The kiss-and-ride outside his Ashburn school was filled with white vans and school buses bearing the names of private schools, tutoring centers and tae kwon do academies. Carter boarded the bus for Golden Pond, a small brick school tucked behind a strip mall 15 minutes away.
The afternoon kindergarten enrichment program, which costs about $6,000, starts with recess. Then comes lunch….
After lunch, the children typically have Spanish or music and lots of time for group art projects and other hands-on lessons based loosely on the state’s Standards of Learning. Then there’s another recess.
It’s like what kindergarten used to be “before it became teaching to the test,” said admissions officer Margaret Grace.

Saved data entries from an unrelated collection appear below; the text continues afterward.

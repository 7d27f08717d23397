//! # mostrador-db: Database Layer for Mostrador
//!
//! This crate provides database access for the Mostrador point of sale.
//! It uses SQLite for storage with sqlx for async operations.
//!
//! ## Architecture Position
//! ```text
//! ┌─────────────────────────────────────────────────────────────────────────┐
//! │                        Mostrador Data Flow                              │
//! │                                                                         │
//! │  HTTP handler (POST /sales)                                            │
//! │       │                                                                 │
//! │       ▼                                                                 │
//! │  ┌─────────────────────────────────────────────────────────────────┐   │
//! │  │                  mostrador-db (THIS CRATE)                      │   │
//! │  │                                                                 │   │
//! │  │   ┌───────────────┐    ┌───────────────┐    ┌──────────────┐  │   │
//! │  │   │   Database    │    │  Repositories │    │  Migrations  │  │   │
//! │  │   │   (pool.rs)   │    │               │    │  (embedded)  │  │   │
//! │  │   │               │    │ ProductRepo   │    │              │  │   │
//! │  │   │ SqlitePool    │◄───│ CustomerRepo  │    │ 0001_initial │  │   │
//! │  │   │ Connection    │    │ SaleRepo      │    │              │  │   │
//! │  │   │ Management    │    │ UserRepo      │    │              │  │   │
//! │  │   └───────────────┘    └───────────────┘    └──────────────┘  │   │
//! │  │                                                                 │   │
//! │  │   import.rs (xlsx / marketplace csv)   report.rs (xlsx export) │   │
//! │  └─────────────────────────────────────────────────────────────────┘   │
//! │       │                                                                 │
//! │       ▼                                                                 │
//! │  ┌─────────────────────────────────────────────────────────────────┐   │
//! │  │                     SQLite Database                             │   │
//! │  │   ~/.local/share/mostrador/mostrador.db                        │   │
//! │  └─────────────────────────────────────────────────────────────────┘   │
//! └─────────────────────────────────────────────────────────────────────────┘
//! ```
//!
//! ## Module Organization
//!
//! - [`pool`] - Connection pool creation and configuration
//! - [`migrations`] - Embedded database migrations
//! - [`error`] - Database error types
//! - [`repository`] - Repository implementations (product, customer, sale, user)
//! - [`import`] - Catalog import parsers
//! - [`report`] - Monthly sales workbook
//!
//! ## Usage
//!
//! ```rust,ignore
//! use mostrador_db::{Database, DbConfig};
//!
//! let db = Database::new(DbConfig::new("path/to/mostrador.db")).await?;
//!
//! let page = db.products().list(&ProductFilter::default()).await?;
//! let receipt = db.sales().confirm(Some(1), session.cart.lines(), "cash", None).await?;
//! ```

// =============================================================================
// Module Declarations
// =============================================================================

pub mod error;
pub mod import;
pub mod migrations;
pub mod pool;
pub mod report;
pub mod repository;

// =============================================================================
// Re-exports
// =============================================================================

pub use error::{DbError, DbResult};
pub use pool::{Database, DbConfig};

// Repository re-exports for convenience
pub use repository::customer::CustomerRepository;
pub use repository::product::ProductRepository;
pub use repository::sale::SaleRepository;
pub use repository::user::UserRepository;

And from a related post about a 25 year veteran kindergarten teacher who quit because the job had become about “tests and data” (March 23, 2014, The Post’s Valerie Strauss’s Answer Sheet blog):
When I first began teaching more than 25 years ago, hands-on exploration, investigation, joy and love of learning characterized the early childhood classroom. I’d describe our current period as a time of testing, data collection, competition and punishment. One would be hard put these days to find joy present in classrooms.
An article about the intense pressure in local area high schools: (“In McLean, a crusade to get people to back off in the parenting arms race,” Brigid Schulte,The Washington Post, March 23, 2014)
“There’s such a status thing here: ‘I went Georgetown. I want my kid to go to Georgetown or better.’ It’s such a rat race,” says Bowers, who has lived in McLean for 24 years. “Nobody is taking a step back and asking, ‘Is going to Princeton going to make me happier in the long run? Is this even right for my child?’ Because there are real consequences to living this way.”
Nick Anderson’s “Inside the admissions process at George Washington University” from the March 23, 2014 Washington Post is a great look at what really happens on a college admission committe.